• What you have to do
Give only the number of lines in the data that include the string "trimmed".

(Records begins)

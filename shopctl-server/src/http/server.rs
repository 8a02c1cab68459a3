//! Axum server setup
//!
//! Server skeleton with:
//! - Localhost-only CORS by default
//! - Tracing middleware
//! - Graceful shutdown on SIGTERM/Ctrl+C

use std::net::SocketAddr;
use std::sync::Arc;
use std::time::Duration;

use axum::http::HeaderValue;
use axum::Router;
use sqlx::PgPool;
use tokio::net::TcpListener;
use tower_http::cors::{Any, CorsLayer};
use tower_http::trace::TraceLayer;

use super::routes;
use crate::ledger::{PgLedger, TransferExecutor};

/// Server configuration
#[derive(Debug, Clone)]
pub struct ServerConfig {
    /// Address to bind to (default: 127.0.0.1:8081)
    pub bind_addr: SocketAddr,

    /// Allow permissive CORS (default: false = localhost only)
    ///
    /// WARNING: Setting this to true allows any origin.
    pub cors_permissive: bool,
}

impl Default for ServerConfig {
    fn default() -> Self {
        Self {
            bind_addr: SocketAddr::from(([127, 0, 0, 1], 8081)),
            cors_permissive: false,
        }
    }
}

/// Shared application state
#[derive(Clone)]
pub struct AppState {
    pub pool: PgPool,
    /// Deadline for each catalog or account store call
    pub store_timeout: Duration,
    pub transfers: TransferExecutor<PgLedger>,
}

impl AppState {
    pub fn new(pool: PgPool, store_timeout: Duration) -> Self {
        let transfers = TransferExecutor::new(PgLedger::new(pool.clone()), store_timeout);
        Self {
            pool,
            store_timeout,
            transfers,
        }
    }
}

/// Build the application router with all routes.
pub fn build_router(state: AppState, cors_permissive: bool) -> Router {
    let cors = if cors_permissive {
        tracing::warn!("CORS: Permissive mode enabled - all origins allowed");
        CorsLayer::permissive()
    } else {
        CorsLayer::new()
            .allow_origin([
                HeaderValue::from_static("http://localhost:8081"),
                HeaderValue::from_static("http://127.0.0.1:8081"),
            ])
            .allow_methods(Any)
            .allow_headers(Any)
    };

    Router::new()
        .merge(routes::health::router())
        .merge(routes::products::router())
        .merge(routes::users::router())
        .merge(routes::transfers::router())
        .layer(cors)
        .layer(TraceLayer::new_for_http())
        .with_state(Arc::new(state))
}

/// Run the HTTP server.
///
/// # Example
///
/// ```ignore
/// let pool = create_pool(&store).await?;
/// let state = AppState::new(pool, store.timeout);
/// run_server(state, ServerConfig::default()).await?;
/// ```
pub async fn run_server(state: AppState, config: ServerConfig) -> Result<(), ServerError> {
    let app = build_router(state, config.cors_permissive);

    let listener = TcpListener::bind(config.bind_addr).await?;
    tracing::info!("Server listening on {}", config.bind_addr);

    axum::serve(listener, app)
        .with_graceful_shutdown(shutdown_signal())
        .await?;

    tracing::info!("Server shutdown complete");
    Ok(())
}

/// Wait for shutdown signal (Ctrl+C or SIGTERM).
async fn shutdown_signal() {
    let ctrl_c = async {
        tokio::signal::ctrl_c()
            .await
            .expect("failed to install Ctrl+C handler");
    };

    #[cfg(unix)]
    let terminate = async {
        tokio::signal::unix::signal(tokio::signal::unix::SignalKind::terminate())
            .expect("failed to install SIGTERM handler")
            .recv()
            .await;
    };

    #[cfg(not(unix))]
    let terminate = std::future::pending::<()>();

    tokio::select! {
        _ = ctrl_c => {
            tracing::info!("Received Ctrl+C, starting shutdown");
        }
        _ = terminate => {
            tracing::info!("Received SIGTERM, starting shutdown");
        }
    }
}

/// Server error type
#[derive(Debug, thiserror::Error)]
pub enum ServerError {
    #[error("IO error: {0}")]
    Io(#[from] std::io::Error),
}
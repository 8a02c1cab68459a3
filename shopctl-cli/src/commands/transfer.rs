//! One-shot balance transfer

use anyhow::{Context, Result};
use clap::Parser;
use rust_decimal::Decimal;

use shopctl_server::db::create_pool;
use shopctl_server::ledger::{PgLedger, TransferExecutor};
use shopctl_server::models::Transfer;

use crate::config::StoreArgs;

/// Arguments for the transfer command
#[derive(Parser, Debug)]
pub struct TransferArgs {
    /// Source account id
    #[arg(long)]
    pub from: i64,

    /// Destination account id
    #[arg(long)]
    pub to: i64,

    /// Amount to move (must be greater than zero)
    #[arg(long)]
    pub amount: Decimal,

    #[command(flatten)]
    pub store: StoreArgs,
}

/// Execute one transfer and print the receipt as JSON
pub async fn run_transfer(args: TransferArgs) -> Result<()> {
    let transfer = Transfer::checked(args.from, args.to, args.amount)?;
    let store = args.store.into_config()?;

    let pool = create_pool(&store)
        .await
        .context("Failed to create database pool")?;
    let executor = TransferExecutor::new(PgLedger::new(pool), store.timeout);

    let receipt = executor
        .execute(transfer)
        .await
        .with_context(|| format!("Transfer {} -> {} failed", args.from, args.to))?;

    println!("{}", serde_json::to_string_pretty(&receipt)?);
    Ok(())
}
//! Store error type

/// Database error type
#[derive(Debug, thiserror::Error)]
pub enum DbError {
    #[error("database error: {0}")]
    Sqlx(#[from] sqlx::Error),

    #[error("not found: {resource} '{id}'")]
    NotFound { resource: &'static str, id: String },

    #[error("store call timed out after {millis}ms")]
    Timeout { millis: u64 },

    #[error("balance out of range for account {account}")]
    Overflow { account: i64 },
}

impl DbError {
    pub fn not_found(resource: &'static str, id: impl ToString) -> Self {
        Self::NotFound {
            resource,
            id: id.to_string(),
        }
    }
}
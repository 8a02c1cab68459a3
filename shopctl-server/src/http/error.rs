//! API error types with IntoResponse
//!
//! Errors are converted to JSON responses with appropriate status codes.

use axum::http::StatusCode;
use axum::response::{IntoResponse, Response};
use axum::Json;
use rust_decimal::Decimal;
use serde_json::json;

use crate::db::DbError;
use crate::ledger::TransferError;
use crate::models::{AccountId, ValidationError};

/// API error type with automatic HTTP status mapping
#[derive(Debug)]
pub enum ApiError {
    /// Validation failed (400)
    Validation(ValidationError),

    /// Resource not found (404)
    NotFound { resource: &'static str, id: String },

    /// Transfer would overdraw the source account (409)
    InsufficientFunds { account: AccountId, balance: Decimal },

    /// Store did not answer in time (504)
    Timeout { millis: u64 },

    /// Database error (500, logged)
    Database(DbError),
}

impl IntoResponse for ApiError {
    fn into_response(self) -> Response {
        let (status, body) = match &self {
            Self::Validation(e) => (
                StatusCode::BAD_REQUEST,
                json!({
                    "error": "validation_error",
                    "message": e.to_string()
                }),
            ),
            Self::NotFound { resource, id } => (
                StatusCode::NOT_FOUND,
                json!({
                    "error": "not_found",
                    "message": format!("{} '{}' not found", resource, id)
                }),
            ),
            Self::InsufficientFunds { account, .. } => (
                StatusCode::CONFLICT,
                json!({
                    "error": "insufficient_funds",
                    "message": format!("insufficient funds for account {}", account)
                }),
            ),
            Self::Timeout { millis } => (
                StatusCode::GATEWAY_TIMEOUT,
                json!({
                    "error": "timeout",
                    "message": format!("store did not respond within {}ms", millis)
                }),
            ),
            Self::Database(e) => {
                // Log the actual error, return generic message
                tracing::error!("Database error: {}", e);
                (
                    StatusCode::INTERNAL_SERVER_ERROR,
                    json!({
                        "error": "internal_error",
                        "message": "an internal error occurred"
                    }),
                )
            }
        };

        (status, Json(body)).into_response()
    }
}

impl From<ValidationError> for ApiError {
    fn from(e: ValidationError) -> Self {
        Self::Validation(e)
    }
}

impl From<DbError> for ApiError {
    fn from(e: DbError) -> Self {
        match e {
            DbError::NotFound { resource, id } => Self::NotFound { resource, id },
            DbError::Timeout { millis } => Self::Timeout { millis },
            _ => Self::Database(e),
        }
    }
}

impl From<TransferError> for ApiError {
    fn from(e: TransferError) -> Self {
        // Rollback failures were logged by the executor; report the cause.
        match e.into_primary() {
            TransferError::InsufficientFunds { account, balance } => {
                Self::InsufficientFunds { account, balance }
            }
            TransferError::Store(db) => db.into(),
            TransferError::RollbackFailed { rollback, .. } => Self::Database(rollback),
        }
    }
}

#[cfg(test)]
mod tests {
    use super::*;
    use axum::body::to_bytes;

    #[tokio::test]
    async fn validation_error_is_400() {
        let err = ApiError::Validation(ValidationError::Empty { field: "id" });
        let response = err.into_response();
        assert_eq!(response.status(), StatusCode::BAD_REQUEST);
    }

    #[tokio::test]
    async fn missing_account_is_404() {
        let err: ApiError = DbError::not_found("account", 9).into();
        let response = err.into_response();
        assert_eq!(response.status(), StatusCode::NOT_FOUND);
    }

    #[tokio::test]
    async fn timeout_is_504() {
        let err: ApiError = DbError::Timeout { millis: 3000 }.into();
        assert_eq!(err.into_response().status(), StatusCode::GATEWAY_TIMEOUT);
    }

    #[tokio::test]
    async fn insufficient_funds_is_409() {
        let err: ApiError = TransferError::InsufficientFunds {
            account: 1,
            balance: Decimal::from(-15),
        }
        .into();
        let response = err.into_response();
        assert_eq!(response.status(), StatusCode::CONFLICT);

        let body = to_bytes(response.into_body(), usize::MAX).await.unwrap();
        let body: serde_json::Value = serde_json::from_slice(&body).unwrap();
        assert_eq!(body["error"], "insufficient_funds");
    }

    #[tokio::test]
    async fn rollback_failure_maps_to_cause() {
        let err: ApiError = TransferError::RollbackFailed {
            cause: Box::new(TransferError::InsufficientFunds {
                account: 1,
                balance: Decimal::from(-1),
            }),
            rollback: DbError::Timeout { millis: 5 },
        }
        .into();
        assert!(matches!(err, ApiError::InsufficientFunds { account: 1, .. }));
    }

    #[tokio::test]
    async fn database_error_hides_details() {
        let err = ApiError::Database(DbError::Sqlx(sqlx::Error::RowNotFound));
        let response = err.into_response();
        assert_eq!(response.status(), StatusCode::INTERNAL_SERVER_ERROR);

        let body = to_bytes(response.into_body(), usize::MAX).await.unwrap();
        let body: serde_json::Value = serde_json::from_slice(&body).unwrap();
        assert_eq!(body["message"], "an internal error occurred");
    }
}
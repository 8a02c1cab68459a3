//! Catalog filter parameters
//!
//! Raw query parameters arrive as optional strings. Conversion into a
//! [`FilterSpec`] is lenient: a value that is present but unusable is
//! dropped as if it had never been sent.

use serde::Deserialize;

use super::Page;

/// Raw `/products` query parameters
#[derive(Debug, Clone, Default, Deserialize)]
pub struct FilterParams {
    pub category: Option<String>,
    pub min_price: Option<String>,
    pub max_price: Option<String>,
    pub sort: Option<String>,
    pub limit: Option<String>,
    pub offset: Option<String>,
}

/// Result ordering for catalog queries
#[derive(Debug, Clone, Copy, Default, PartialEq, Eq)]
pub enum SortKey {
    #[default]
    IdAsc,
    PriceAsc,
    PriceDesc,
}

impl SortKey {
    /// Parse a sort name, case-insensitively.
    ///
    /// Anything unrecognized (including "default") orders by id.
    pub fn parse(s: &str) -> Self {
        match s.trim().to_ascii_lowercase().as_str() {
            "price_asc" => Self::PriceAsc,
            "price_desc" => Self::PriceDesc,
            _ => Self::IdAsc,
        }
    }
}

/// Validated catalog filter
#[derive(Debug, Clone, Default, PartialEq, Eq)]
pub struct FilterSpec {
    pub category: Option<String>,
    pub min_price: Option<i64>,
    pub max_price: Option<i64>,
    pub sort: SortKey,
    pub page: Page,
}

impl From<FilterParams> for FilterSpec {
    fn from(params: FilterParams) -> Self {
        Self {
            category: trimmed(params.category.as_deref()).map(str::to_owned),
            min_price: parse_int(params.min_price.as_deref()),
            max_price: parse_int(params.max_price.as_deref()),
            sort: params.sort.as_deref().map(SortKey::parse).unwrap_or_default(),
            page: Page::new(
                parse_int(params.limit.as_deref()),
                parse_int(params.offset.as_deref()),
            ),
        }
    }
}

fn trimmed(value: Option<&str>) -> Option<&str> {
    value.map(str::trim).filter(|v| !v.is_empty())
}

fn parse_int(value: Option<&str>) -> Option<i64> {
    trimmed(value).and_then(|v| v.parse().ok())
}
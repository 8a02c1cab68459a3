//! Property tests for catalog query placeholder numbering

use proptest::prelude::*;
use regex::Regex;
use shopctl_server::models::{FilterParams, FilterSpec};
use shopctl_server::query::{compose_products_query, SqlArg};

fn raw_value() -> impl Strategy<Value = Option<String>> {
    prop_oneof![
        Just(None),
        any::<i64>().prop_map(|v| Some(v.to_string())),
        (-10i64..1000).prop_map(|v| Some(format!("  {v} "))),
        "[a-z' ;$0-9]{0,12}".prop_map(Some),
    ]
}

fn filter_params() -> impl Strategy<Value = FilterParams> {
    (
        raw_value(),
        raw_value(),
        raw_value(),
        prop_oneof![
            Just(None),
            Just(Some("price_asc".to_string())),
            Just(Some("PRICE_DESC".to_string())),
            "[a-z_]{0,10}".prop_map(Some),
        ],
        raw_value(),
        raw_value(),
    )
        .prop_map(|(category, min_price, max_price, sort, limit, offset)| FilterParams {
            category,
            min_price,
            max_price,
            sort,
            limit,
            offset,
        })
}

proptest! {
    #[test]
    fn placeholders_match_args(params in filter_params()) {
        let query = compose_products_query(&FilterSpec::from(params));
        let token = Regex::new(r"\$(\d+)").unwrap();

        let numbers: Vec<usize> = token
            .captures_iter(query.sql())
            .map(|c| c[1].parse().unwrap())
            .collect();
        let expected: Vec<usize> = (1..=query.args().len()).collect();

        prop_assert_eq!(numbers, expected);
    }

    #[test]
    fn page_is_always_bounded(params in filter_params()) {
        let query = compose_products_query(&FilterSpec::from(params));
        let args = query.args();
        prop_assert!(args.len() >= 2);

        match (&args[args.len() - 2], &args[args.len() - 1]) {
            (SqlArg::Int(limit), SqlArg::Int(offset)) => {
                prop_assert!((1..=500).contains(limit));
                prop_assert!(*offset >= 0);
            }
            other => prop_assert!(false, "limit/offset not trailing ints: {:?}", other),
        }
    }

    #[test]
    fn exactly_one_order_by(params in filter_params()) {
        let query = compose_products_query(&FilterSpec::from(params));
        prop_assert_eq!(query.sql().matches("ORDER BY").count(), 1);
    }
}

(Records ends)

• Output for this task
3